20話 閻魔帝王軍との戦い ―決着―
目覚めると、俺の目の前にニョレーキがいた。
「ニョ、レーキか…俺、どうしたんだ?」
ニョレーキの話を聞いた。どうやら、俺はコーキに殺されかけたらしい。
ニョレーキの放った銃弾・解崩弾。体の崩壊、つまり死して魂が拡散するのを防いで、体を完全治癒させるというチート級の弾丸を俺に撃ったらしい。
「そう…だったのか。それでコーキは?」
起き上がり、ニョレーキに問う。
「妾の魔法・刻滅封印で完全に覆ってる。脱出出来ない封印結界だ。」
「そうか…ありがとう!」
俺は、コーキの方を見る。
「ニョレーキ。俺がコーキに斬りかかるかる。その瞬間に結界を解いてくれ。」
「了解。手間のかかる子ね。」
「···すまないな…」
俺は飛ぶ。飛んでコーキに斬りかかる。
「開放!」
「ウォォォォォァァァアアアア!!!!!」
結界を開放した瞬間、結界内部に溜まっていた濃厚なコーキの鬼気が周囲に拡散し、地割れが生じる。それと同時に、コーキが威圧し、鬼気を飛ばす。
「死ねぇ!終末の竜星ォォォ!!!」
音速、いや光速を超える程の威力で星が降ってくる。
何発かが俺に当たって大量の血が出る。が、痛みを感じない。何で?恐らくはニョレーキのおかげだろう。有り難い。

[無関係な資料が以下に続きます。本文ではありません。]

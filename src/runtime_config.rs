// =============================================================================
// Runtime Configuration — typed, validated, hot-reloadable engine settings
// =============================================================================
//
// Central configuration hub for the payment risk engine. Every tunable
// parameter enumerated in the specification lives here so the engine can be
// reconfigured without touching code.
//
// Persistence uses an atomic tmp + rename pattern to prevent corruption on
// crash. All fields carry `#[serde(default)]` so that adding new fields never
// breaks loading an older config file.
//
// Validation is strict: `RuntimeConfig::validate` is the single gate between
// a loaded config and a running engine. A config that fails validation is a
// fatal startup error (§7 kind 6) — the process must not start in a
// half-sane state.
// =============================================================================

use std::path::Path;

use anyhow::{Context, Result};
use serde::{Deserialize, Serialize};
use tracing::info;

use crate::error::ConfigError;

fn default_true() -> bool {
    true
}

fn default_false() -> bool {
    false
}

fn default_window_duration_ms() -> u64 {
    300_000
}

fn default_velocity_1m_ms() -> u64 {
    60_000
}

fn default_risk_threshold() -> f64 {
    0.5
}

fn default_medium_threshold() -> f64 {
    0.50
}

fn default_high_threshold() -> f64 {
    0.65
}

fn default_critical_threshold() -> f64 {
    0.85
}

fn default_recent_alerts_max() -> usize {
    100
}

fn default_max_retries() -> u32 {
    3
}

fn default_retry_delay_ms() -> u64 {
    1000
}

fn default_timeout_ms() -> u64 {
    5000
}

fn default_pool_size() -> usize {
    10
}

fn default_group_id() -> String {
    "payment-risk-engine".to_string()
}

fn default_bootstrap_servers() -> String {
    "localhost:9092".to_string()
}

fn default_consumer_topic() -> String {
    "payment-events".to_string()
}

fn default_publisher_topic() -> String {
    "risk-alerts".to_string()
}

fn default_bind_addr() -> String {
    "0.0.0.0:8080".to_string()
}

fn default_log_filter() -> String {
    "info".to_string()
}

// =============================================================================
// Window
// =============================================================================

/// Rolling-window aggregation parameters (§3, §4.1).
#[derive(Debug, Clone, Serialize, Deserialize)]
#[serde(default)]
pub struct WindowConfig {
    /// Total retention window for feature computation.
    pub duration_ms: u64,
    /// Sub-window used for the `countLast1Min` velocity feature.
    pub velocity_1m_ms: u64,
}

impl Default for WindowConfig {
    fn default() -> Self {
        Self {
            duration_ms: default_window_duration_ms(),
            velocity_1m_ms: default_velocity_1m_ms(),
        }
    }
}

// =============================================================================
// Risk
// =============================================================================

/// Score cutoffs mapping a `RiskEngine` score to a `RiskLevel` (§4.4).
#[derive(Debug, Clone, Serialize, Deserialize)]
#[serde(default)]
pub struct RiskLevelThresholds {
    pub medium: f64,
    pub high: f64,
    pub critical: f64,
}

impl Default for RiskLevelThresholds {
    fn default() -> Self {
        Self {
            medium: default_medium_threshold(),
            high: default_high_threshold(),
            critical: default_critical_threshold(),
        }
    }
}

/// Risk engine parameters.
#[derive(Debug, Clone, Serialize, Deserialize)]
#[serde(default)]
pub struct RiskConfig {
    /// Minimum score (absent an `alwaysAlert` signal) to emit an alert.
    pub threshold: f64,
    pub level_thresholds: RiskLevelThresholds,
}

impl Default for RiskConfig {
    fn default() -> Self {
        Self {
            threshold: default_risk_threshold(),
            level_thresholds: RiskLevelThresholds::default(),
        }
    }
}

// =============================================================================
// Recent alerts
// =============================================================================

#[derive(Debug, Clone, Serialize, Deserialize)]
#[serde(default)]
pub struct RecentAlertsConfig {
    pub max: usize,
}

impl Default for RecentAlertsConfig {
    fn default() -> Self {
        Self {
            max: default_recent_alerts_max(),
        }
    }
}

// =============================================================================
// Webhook
// =============================================================================

#[derive(Debug, Clone, Serialize, Deserialize)]
#[serde(default)]
pub struct WebhookConfig {
    #[serde(default = "default_false")]
    pub enabled: bool,
    pub max_retries: u32,
    /// Linear backoff multiplier: delay before attempt N is `retry_delay_ms * N`.
    pub retry_delay_ms: u64,
    pub timeout_ms: u64,
    pub pool_size: usize,
}

impl Default for WebhookConfig {
    fn default() -> Self {
        Self {
            enabled: false,
            max_retries: default_max_retries(),
            retry_delay_ms: default_retry_delay_ms(),
            timeout_ms: default_timeout_ms(),
            pool_size: default_pool_size(),
        }
    }
}

// =============================================================================
// Consumer / Publisher / Engine / HTTP / Logging
// =============================================================================

#[derive(Debug, Clone, Serialize, Deserialize)]
#[serde(default)]
pub struct ConsumerConfig {
    pub group_id: String,
    pub bootstrap_servers: String,
    pub topic: String,
}

impl Default for ConsumerConfig {
    fn default() -> Self {
        Self {
            group_id: default_group_id(),
            bootstrap_servers: default_bootstrap_servers(),
            topic: default_consumer_topic(),
        }
    }
}

#[derive(Debug, Clone, Serialize, Deserialize)]
#[serde(default)]
pub struct PublisherConfig {
    pub topic: String,
}

impl Default for PublisherConfig {
    fn default() -> Self {
        Self {
            topic: default_publisher_topic(),
        }
    }
}

#[derive(Debug, Clone, Serialize, Deserialize)]
#[serde(default)]
pub struct EngineConfig {
    #[serde(default = "default_true")]
    pub enabled: bool,
}

impl Default for EngineConfig {
    fn default() -> Self {
        Self { enabled: true }
    }
}

#[derive(Debug, Clone, Serialize, Deserialize)]
#[serde(default)]
pub struct HttpConfig {
    pub bind_addr: String,
}

impl Default for HttpConfig {
    fn default() -> Self {
        Self {
            bind_addr: default_bind_addr(),
        }
    }
}

#[derive(Debug, Clone, Serialize, Deserialize)]
#[serde(default)]
pub struct LogConfig {
    pub filter: String,
}

impl Default for LogConfig {
    fn default() -> Self {
        Self {
            filter: default_log_filter(),
        }
    }
}

// =============================================================================
// RuntimeConfig
// =============================================================================

/// Top-level runtime configuration for the payment risk engine.
///
/// Every field has a serde default so that older JSON files missing new
/// fields will still deserialise correctly.
#[derive(Debug, Clone, Default, Serialize, Deserialize)]
#[serde(default)]
pub struct RuntimeConfig {
    pub window: WindowConfig,
    pub risk: RiskConfig,
    pub recent_alerts: RecentAlertsConfig,
    pub webhook: WebhookConfig,
    pub consumer: ConsumerConfig,
    pub publisher: PublisherConfig,
    pub engine: EngineConfig,
    pub http: HttpConfig,
    pub log: LogConfig,
}

impl RuntimeConfig {
    /// Load configuration from a JSON file at `path`.
    ///
    /// If the file does not exist, returns an error so the caller can fall
    /// back to defaults with a warning.
    pub fn load(path: impl AsRef<Path>) -> Result<Self> {
        let path = path.as_ref();

        let content = std::fs::read_to_string(path)
            .with_context(|| format!("failed to read runtime config from {}", path.display()))?;

        let config: Self = serde_json::from_str(&content)
            .with_context(|| format!("failed to parse runtime config from {}", path.display()))?;

        info!(
            path = %path.display(),
            bootstrap_servers = %config.consumer.bootstrap_servers,
            topic = %config.consumer.topic,
            "runtime config loaded"
        );

        Ok(config)
    }

    /// Persist the current configuration to `path` using an atomic write
    /// (write to `.tmp`, then rename).
    pub fn save(&self, path: impl AsRef<Path>) -> Result<()> {
        let path = path.as_ref();

        let content = serde_json::to_string_pretty(self)
            .context("failed to serialise runtime config to JSON")?;

        let tmp_path = path.with_extension("json.tmp");

        std::fs::write(&tmp_path, &content)
            .with_context(|| format!("failed to write tmp config to {}", tmp_path.display()))?;

        std::fs::rename(&tmp_path, path)
            .with_context(|| format!("failed to rename tmp config to {}", path.display()))?;

        info!(path = %path.display(), "runtime config saved (atomic)");
        Ok(())
    }

    /// Validate every field enumerated in the specification. Called once at
    /// startup; a returned `Err` is a fatal configuration error (§7 kind 6).
    pub fn validate(&self) -> Result<(), ConfigError> {
        if !(0.0..=1.0).contains(&self.risk.threshold) {
            return Err(ConfigError::RiskThresholdOutOfRange(self.risk.threshold));
        }

        let t = &self.risk.level_thresholds;
        if !(t.medium <= t.high && t.high <= t.critical) {
            return Err(ConfigError::RiskLevelThresholdsNotOrdered {
                medium: t.medium,
                high: t.high,
                critical: t.critical,
            });
        }

        if self.webhook.enabled && self.webhook.pool_size == 0 {
            return Err(ConfigError::WebhookPoolSizeZero);
        }

        if self.webhook.max_retries > 50 {
            return Err(ConfigError::WebhookMaxRetriesUnreasonable(
                self.webhook.max_retries,
            ));
        }

        if self.recent_alerts.max == 0 {
            return Err(ConfigError::RecentAlertsMaxZero(self.recent_alerts.max));
        }

        if self.window.duration_ms < self.window.velocity_1m_ms {
            return Err(ConfigError::WindowDurationTooShort {
                duration_ms: self.window.duration_ms,
                velocity1m_ms: self.window.velocity_1m_ms,
            });
        }

        if self.consumer.bootstrap_servers.trim().is_empty() {
            return Err(ConfigError::BlankBootstrapServers);
        }

        if self.http.bind_addr.parse::<std::net::SocketAddr>().is_err() {
            return Err(ConfigError::InvalidBindAddr(self.http.bind_addr.clone()));
        }

        Ok(())
    }
}

// =============================================================================
// Tests
// =============================================================================
#[cfg(test)]
mod tests {
    use super::*;

    #[test]
    fn default_config_has_expected_values() {
        let cfg = RuntimeConfig::default();
        assert_eq!(cfg.window.duration_ms, 300_000);
        assert_eq!(cfg.window.velocity_1m_ms, 60_000);
        assert!((cfg.risk.threshold - 0.5).abs() < f64::EPSILON);
        assert_eq!(cfg.recent_alerts.max, 100);
        assert!(!cfg.webhook.enabled);
        assert_eq!(cfg.webhook.max_retries, 3);
        assert_eq!(cfg.consumer.group_id, "payment-risk-engine");
        assert!(cfg.engine.enabled);
    }

    #[test]
    fn default_config_validates() {
        assert!(RuntimeConfig::default().validate().is_ok());
    }

    #[test]
    fn deserialise_empty_json_uses_defaults() {
        let cfg: RuntimeConfig = serde_json::from_str("{}").unwrap();
        assert_eq!(cfg.consumer.topic, "payment-events");
        assert_eq!(cfg.publisher.topic, "risk-alerts");
    }

    #[test]
    fn deserialise_partial_json_fills_defaults() {
        let json = r#"{ "risk": { "threshold": 0.7 } }"#;
        let cfg: RuntimeConfig = serde_json::from_str(json).unwrap();
        assert!((cfg.risk.threshold - 0.7).abs() < f64::EPSILON);
        assert_eq!(cfg.window.duration_ms, 300_000);
    }

    #[test]
    fn roundtrip_serialisation() {
        let cfg = RuntimeConfig::default();
        let json = serde_json::to_string(&cfg).unwrap();
        let cfg2: RuntimeConfig = serde_json::from_str(&json).unwrap();
        assert_eq!(cfg.consumer.group_id, cfg2.consumer.group_id);
        assert_eq!(cfg.webhook.pool_size, cfg2.webhook.pool_size);
    }

    #[test]
    fn rejects_out_of_range_threshold() {
        let mut cfg = RuntimeConfig::default();
        cfg.risk.threshold = 1.5;
        assert!(matches!(
            cfg.validate(),
            Err(ConfigError::RiskThresholdOutOfRange(_))
        ));
    }

    #[test]
    fn rejects_unordered_level_thresholds() {
        let mut cfg = RuntimeConfig::default();
        cfg.risk.level_thresholds.high = 0.1;
        assert!(matches!(
            cfg.validate(),
            Err(ConfigError::RiskLevelThresholdsNotOrdered { .. })
        ));
    }

    #[test]
    fn rejects_zero_pool_size_when_webhooks_enabled() {
        let mut cfg = RuntimeConfig::default();
        cfg.webhook.enabled = true;
        cfg.webhook.pool_size = 0;
        assert!(matches!(
            cfg.validate(),
            Err(ConfigError::WebhookPoolSizeZero)
        ));
    }

    #[test]
    fn allows_zero_pool_size_when_webhooks_disabled() {
        let mut cfg = RuntimeConfig::default();
        cfg.webhook.enabled = false;
        cfg.webhook.pool_size = 0;
        assert!(cfg.validate().is_ok());
    }

    #[test]
    fn rejects_invalid_bind_addr() {
        let mut cfg = RuntimeConfig::default();
        cfg.http.bind_addr = "not-an-address".to_string();
        assert!(matches!(
            cfg.validate(),
            Err(ConfigError::InvalidBindAddr(_))
        ));
    }
}
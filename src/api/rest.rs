// =============================================================================
// REST API Endpoints — Axum 0.7
// =============================================================================
//
// The HTTP surface is a thin read-only adapter sitting outside the core
// pipeline: a health probe and a window onto the recent-alerts cache. Nothing
// here mutates pipeline state, so neither endpoint needs authentication.
//
// CORS is configured permissively for development; tighten `allowed_origins`
// in production.
// =============================================================================

use std::sync::Arc;

use axum::{
    extract::{Json, Query, State},
    response::IntoResponse,
    routing::get,
    Router,
};
use serde::Deserialize;
use tower_http::cors::{Any, CorsLayer};

use crate::app_state::AppState;

/// Build the full REST API router with CORS middleware and shared state.
pub fn router(state: Arc<AppState>) -> Router {
    let cors = CorsLayer::new()
        .allow_origin(Any)
        .allow_methods(Any)
        .allow_headers(Any);

    Router::new()
        .route("/api/v1/health", get(health))
        .route("/api/v1/risk/alerts", get(recent_alerts))
        .layer(cors)
        .with_state(state)
}

async fn health(State(state): State<Arc<AppState>>) -> impl IntoResponse {
    Json(state.build_health())
}

#[derive(Debug, Deserialize)]
struct RecentAlertsQuery {
    limit: Option<usize>,
}

const DEFAULT_ALERTS_LIMIT: usize = 20;

async fn recent_alerts(
    State(state): State<Arc<AppState>>,
    Query(query): Query<RecentAlertsQuery>,
) -> impl IntoResponse {
    let limit = query.limit.unwrap_or(DEFAULT_ALERTS_LIMIT);
    Json(state.recent_alerts.get_recent(limit))
}

#[cfg(test)]
mod tests {
    use super::*;
    use crate::alert_publisher::{AlertPublisher, LoggingAlertSink};
    use crate::alert_summary::NoOpAlertSummaryService;
    use crate::link_store::LinkStore;
    use crate::recent_alerts::RecentAlertsStore;
    use crate::risk_engine::{LevelThresholds, RiskEngine};
    use crate::runtime_config::RuntimeConfig;
    use crate::webhook_dispatcher::{WebhookConfig, WebhookDispatcher};
    use crate::window_aggregator::WindowAggregator;
    use axum::body::Body;
    use axum::http::{Request, StatusCode};
    use tower::ServiceExt;

    fn test_state() -> Arc<AppState> {
        Arc::new(AppState::new(
            RuntimeConfig::default(),
            Arc::new(WindowAggregator::new(300_000, 60_000)),
            Arc::new(LinkStore::new()),
            Arc::new(RiskEngine::new(
                0.5,
                LevelThresholds {
                    medium: 0.50,
                    high: 0.65,
                    critical: 0.85,
                },
            )),
            Arc::new(RecentAlertsStore::new(100)),
            Arc::new(AlertPublisher::new("risk-alerts", Arc::new(LoggingAlertSink))),
            Arc::new(WebhookDispatcher::new(WebhookConfig {
                enabled: false,
                max_retries: 3,
                retry_delay_ms: 1000,
                timeout_ms: 5000,
                pool_size: 10,
            })),
            Arc::new(NoOpAlertSummaryService),
        ))
    }

    #[tokio::test]
    async fn health_endpoint_returns_ok() {
        let app = router(test_state());
        let response = app
            .oneshot(Request::builder().uri("/api/v1/health").body(Body::empty()).unwrap())
            .await
            .unwrap();
        assert_eq!(response.status(), StatusCode::OK);
    }

    #[tokio::test]
    async fn recent_alerts_endpoint_returns_empty_array_when_no_alerts() {
        let app = router(test_state());
        let response = app
            .oneshot(
                Request::builder()
                    .uri("/api/v1/risk/alerts?limit=10")
                    .body(Body::empty())
                    .unwrap(),
            )
            .await
            .unwrap();
        assert_eq!(response.status(), StatusCode::OK);
        let body = axum::body::to_bytes(response.into_body(), usize::MAX).await.unwrap();
        let alerts: Vec<serde_json::Value> = serde_json::from_slice(&body).unwrap();
        assert!(alerts.is_empty());
    }
}
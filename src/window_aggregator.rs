// =============================================================================
// WindowAggregator — per-entity rolling window of payment events
// =============================================================================
//
// Maintains, per entity id, an ordered sequence of `EventEntry`. Mutations to
// one entity's sequence are serialized behind that entity's own lock; two
// different entities may be recorded into concurrently without contending.
//
// This is the authoritative in-memory aggregate the rest of the pipeline
// reads from. The substitution point called out in the design notes — a
// durable KV-backed implementation with TTL instead of this in-memory map —
// would only need to preserve the two public operations below; `RiskEngine`
// never sees anything but a `WindowFeatures` snapshot.
// =============================================================================

use std::collections::{HashMap, VecDeque};
use std::sync::Arc;

use chrono::{DateTime, Datelike, Timelike, Utc};
use parking_lot::RwLock;
use rust_decimal::prelude::*;
use rust_decimal::{Decimal, RoundingStrategy};
use serde::Serialize;
use tracing::warn;

use crate::types::{EntityType, PaymentEvent};

/// An immutable, append-only record of one event inside an entity's window.
#[derive(Debug, Clone)]
pub struct EventEntry {
    pub event_id: String,
    pub timestamp_ms: i64,
    pub amount: Decimal,
    pub is_failure: bool,
}

/// Derived features for one entity, computed over the trailing window.
#[derive(Debug, Clone, Serialize)]
#[serde(rename_all = "camelCase")]
pub struct WindowFeatures {
    pub entity_id: String,
    pub entity_type: EntityType,
    pub window_start_ms: i64,
    pub window_end_ms: i64,
    pub total_count: u64,
    pub failure_count: u64,
    pub failure_rate: f64,
    pub total_amount: Decimal,
    pub avg_amount: Decimal,
    pub max_amount: Decimal,
    pub min_amount: Decimal,
    pub count_last_1min: u64,
    /// Equal to `total_count` — the window itself is 5 minutes, so "last 5
    /// minutes" and "the whole window" are the same set. Preserved as
    /// observed rather than renamed; see SPEC_FULL.md open questions.
    pub count_last_5min: u64,
    pub hour_of_day: u32,
    pub day_of_week: u32,
    pub seconds_since_last_transaction: i64,
    pub amount_variance: f64,
    pub amount_trend: i32,
    pub increasing_amount_count: u64,
    pub decreasing_amount_count: u64,
    pub avg_time_gap_seconds: f64,
}

/// Per-entity rolling window store.
pub struct WindowAggregator {
    entities: RwLock<HashMap<String, Arc<RwLock<VecDeque<EventEntry>>>>>,
    window_ms: i64,
    velocity_1m_ms: i64,
}

impl WindowAggregator {
    pub fn new(window_ms: u64, velocity_1m_ms: u64) -> Self {
        Self {
            entities: RwLock::new(HashMap::new()),
            window_ms: window_ms as i64,
            velocity_1m_ms: velocity_1m_ms as i64,
        }
    }

    fn entity_slot(&self, entity_id: &str) -> Arc<RwLock<VecDeque<EventEntry>>> {
        if let Some(slot) = self.entities.read().get(entity_id) {
            return slot.clone();
        }
        self.entities
            .write()
            .entry(entity_id.to_string())
            .or_insert_with(|| Arc::new(RwLock::new(VecDeque::new())))
            .clone()
    }

    /// Record one event. Normalizes a missing timestamp to "now" and a
    /// missing amount to zero (both logged as warnings), appends an entry,
    /// then evicts anything older than `now - window_ms` from the *same*
    /// entity's sequence.
    pub fn record(&self, event: &PaymentEvent) {
        let entity_id = event.entity_id();
        let now = Utc::now();

        let timestamp_ms = match event.timestamp {
            Some(ts) => ts.timestamp_millis(),
            None => {
                warn!(entity_id = %entity_id, "event missing timestamp, substituting receive time");
                now.timestamp_millis()
            }
        };

        let amount = match event.amount {
            Some(a) => a,
            None => {
                warn!(entity_id = %entity_id, "event missing amount, substituting zero");
                Decimal::ZERO
            }
        };

        let entry = EventEntry {
            event_id: event.event_id.clone().unwrap_or_default(),
            timestamp_ms,
            amount,
            is_failure: event.is_failure(),
        };

        let slot = self.entity_slot(&entity_id);
        let mut seq = slot.write();
        seq.push_back(entry);
        evict_older_than(&mut seq, now.timestamp_millis() - self.window_ms);
    }

    /// Snapshot the window for `entity_id` and compute derived features.
    /// Returns `None` when no in-window entries exist.
    pub fn get_features(&self, entity_id: &str) -> Option<WindowFeatures> {
        let slot = self.entities.read().get(entity_id).cloned()?;
        let now_ms = Utc::now().timestamp_millis();

        let snapshot: Vec<EventEntry> = {
            let mut seq = slot.write();
            evict_older_than(&mut seq, now_ms - self.window_ms);
            seq.iter().cloned().collect()
        };

        if snapshot.is_empty() {
            return None;
        }

        let mut entries = snapshot;
        entries.sort_by_key(|e| e.timestamp_ms);

        Some(compute_features(
            entity_id,
            &entries,
            now_ms,
            self.window_ms,
            self.velocity_1m_ms,
        ))
    }

    /// Equivalent to `get_features(entity_id_from(event))`. Does not record
    /// the event — a pre-event view of the window for callers that want to
    /// inspect state without mutating it.
    pub fn get_features_from_event(&self, event: &PaymentEvent) -> Option<WindowFeatures> {
        self.get_features(&event.entity_id())
    }

    /// Up to the last `limit` event ids recorded for `entity_id`, oldest
    /// first truncated to the newest `limit` — used to populate
    /// `RiskAlert::related_event_ids`.
    pub fn recent_event_ids(&self, entity_id: &str, limit: usize) -> Vec<String> {
        let Some(slot) = self.entities.read().get(entity_id).cloned() else {
            return Vec::new();
        };
        let seq = slot.read();
        let skip = seq.len().saturating_sub(limit);
        seq.iter().skip(skip).map(|e| e.event_id.clone()).collect()
    }
}

fn evict_older_than(seq: &mut VecDeque<EventEntry>, cutoff_ms: i64) {
    while let Some(front) = seq.front() {
        if front.timestamp_ms < cutoff_ms {
            seq.pop_front();
        } else {
            break;
        }
    }
}

fn compute_features(
    entity_id: &str,
    entries: &[EventEntry],
    now_ms: i64,
    window_ms: i64,
    velocity_1m_ms: i64,
) -> WindowFeatures {
    let total_count = entries.len() as u64;
    let failure_count = entries.iter().filter(|e| e.is_failure).count() as u64;
    let failure_rate = if total_count > 0 {
        failure_count as f64 / total_count as f64
    } else {
        0.0
    };

    let total_amount: Decimal = entries.iter().map(|e| e.amount).sum();
    let avg_amount = if total_count > 0 {
        (total_amount / Decimal::from(total_count))
            .round_dp_with_strategy(2, RoundingStrategy::MidpointAwayFromZero)
    } else {
        Decimal::ZERO
    };

    let max_amount = entries.iter().map(|e| e.amount).max().unwrap_or(Decimal::ZERO);
    let min_amount = entries.iter().map(|e| e.amount).min().unwrap_or(Decimal::ZERO);

    let count_last_1min = entries
        .iter()
        .filter(|e| e.timestamp_ms >= now_ms - velocity_1m_ms)
        .count() as u64;

    let last = entries.last().expect("entries is non-empty");
    let last_ts: DateTime<Utc> = DateTime::from_timestamp_millis(last.timestamp_ms)
        .unwrap_or_else(Utc::now);
    let hour_of_day = last_ts.hour();
    let day_of_week = last_ts.weekday().num_days_from_monday();

    let seconds_since_last_transaction = if entries.len() >= 2 {
        let prev_ts = entries[entries.len() - 2].timestamp_ms;
        (now_ms - prev_ts) / 1000
    } else {
        0
    };

    let amounts: Vec<f64> = entries.iter().map(|e| e.amount.to_f64().unwrap_or(0.0)).collect();
    let amount_variance = population_variance(&amounts);

    let amount_trend = if entries.len() >= 2 {
        let first = entries.first().unwrap().amount;
        let last_amount = last.amount;
        match last_amount.cmp(&first) {
            std::cmp::Ordering::Greater => 1,
            std::cmp::Ordering::Less => -1,
            std::cmp::Ordering::Equal => 0,
        }
    } else {
        0
    };

    let mut increasing_amount_count = 0u64;
    let mut decreasing_amount_count = 0u64;
    for pair in entries.windows(2) {
        if pair[1].amount > pair[0].amount {
            increasing_amount_count += 1;
        } else if pair[1].amount < pair[0].amount {
            decreasing_amount_count += 1;
        }
    }

    let avg_time_gap_seconds = if entries.len() >= 2 {
        let gaps: Vec<f64> = entries
            .windows(2)
            .map(|pair| (pair[1].timestamp_ms - pair[0].timestamp_ms) as f64 / 1000.0)
            .collect();
        gaps.iter().sum::<f64>() / gaps.len() as f64
    } else {
        0.0
    };

    WindowFeatures {
        entity_id: entity_id.to_string(),
        entity_type: EntityType::default(),
        window_start_ms: now_ms - window_ms,
        window_end_ms: now_ms,
        total_count,
        failure_count,
        failure_rate,
        total_amount,
        avg_amount,
        max_amount,
        min_amount,
        count_last_1min,
        count_last_5min: total_count,
        hour_of_day,
        day_of_week,
        seconds_since_last_transaction,
        amount_variance,
        amount_trend,
        increasing_amount_count,
        decreasing_amount_count,
        avg_time_gap_seconds,
    }
}

fn population_variance(values: &[f64]) -> f64 {
    if values.len() < 2 {
        return 0.0;
    }
    let mean = values.iter().sum::<f64>() / values.len() as f64;
    values.iter().map(|v| (v - mean).powi(2)).sum::<f64>() / values.len() as f64
}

「!?何故?何故アレを喰らって平然としているんだ!?」
これなら大丈夫だ。戦える!
(くそくそくそ!くそ!!!駄目だ!ここは、逃げるしか…!)
「世界終末獄星神滅崩覇!!!」
ヒロトは、手から黒い炎が出現し、金色の炎が混じってその金色の炎だけが天空へと散る。その金色の炎は分裂し、小さな流星へと変化する。そして、手の黒い炎を放つ。
(まずい!逃げなければ…!)
爆音と凄まじい炎熱が周囲に広がる。ヒロトは、確実に倒したと思っていた。
そこに残ったのは、大量の鬼の死体だけだった。
残った鬼達をニョレーキが倒すのを確認した。
コーキは、死を恐れて鬼を肉の壁として自分を守った。
ただ、俺の軍は竜王がいたようで、まさかの全滅。もう一度言おう、全滅!
コーキは卑怯な奴だな!
俺達はこの戦に負けてしまったのだ。兵の全てを失ってしまった…どうする?
国にはそれほどの被害は出なかったのだが、結界の一部を壊され国を荒らされた。その鬼達は、国にいる奴らが倒した。
これからの再建が必要だな。
戦場を監視する閻魔帝王。
「何故逃げたのだ?余は貴様期待していたのだぞ?コーキ。」
「···!」
「何か言いたいことは?」
閻魔帝王が問い詰めていく。そして、震えだすコーキ。
「つっ…次は…必ず貴方様のご期待に応えます。許して頂けないでしょうか!」
「それで良い。十傑程の強い鬼のはもう作れない。頑張ってくれよ。」
「ハッ!日々精進致します!」
(戦に負けたようだな。まだまだだな!そんなものじゃ、余の軍には勝てんぞ。)
閻魔帝王はヒロトに期待する。ヒロトの強くなった魔法を見て、閻魔帝王は喜ぶ。
「だが、これは実に喜ばしいぞ。」
閻魔帝王はヒロトとの決戦を思い浮かべる。楽しみだ、と思いながら。